- AIM OF THE TASK: Lines from the entries below that hold "wiring" form the answer; copy all of them.

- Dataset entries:
..........

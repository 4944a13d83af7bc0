//! Browser (`wasm32`) implementations of [`platform_host`] service contracts.
//!
//! This crate is the concrete host wiring layer for theme preferences: `localStorage` prefs, the
//! `prefers-color-scheme` media query, and the document root appearance marker. Non-WASM builds
//! compile every adapter as a silent no-op, and the `native-host` feature swaps the color-scheme
//! source for OS detection.

#![warn(missing_docs, rustdoc::broken_intra_doc_links)]

/// Compile-time host-strategy selection and concrete adapter factories for runtime wiring.
pub mod adapters;
pub mod appearance;
pub mod color_scheme;
pub mod storage;

pub use adapters::{
    appearance_surface, build_host_services, color_scheme_signal, prefs_store,
    selected_host_strategy, AppearanceSurfaceAdapter, ColorSchemeSignalAdapter, PrefsStoreAdapter,
};
pub use appearance::{WebAppearanceSurface, THEME_COLOR_META_SELECTOR};
pub use color_scheme::{OsColorSchemeSignal, WebColorSchemeSignal, PREFERS_DARK_QUERY};
pub use storage::local_prefs::WebPrefsStore;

..........

- TASK RESPONSE:
//! This crate is the concrete host wiring layer for theme preferences: `localStorage` prefs, the
/// Compile-time host-strategy selection and concrete adapter factories for runtime wiring.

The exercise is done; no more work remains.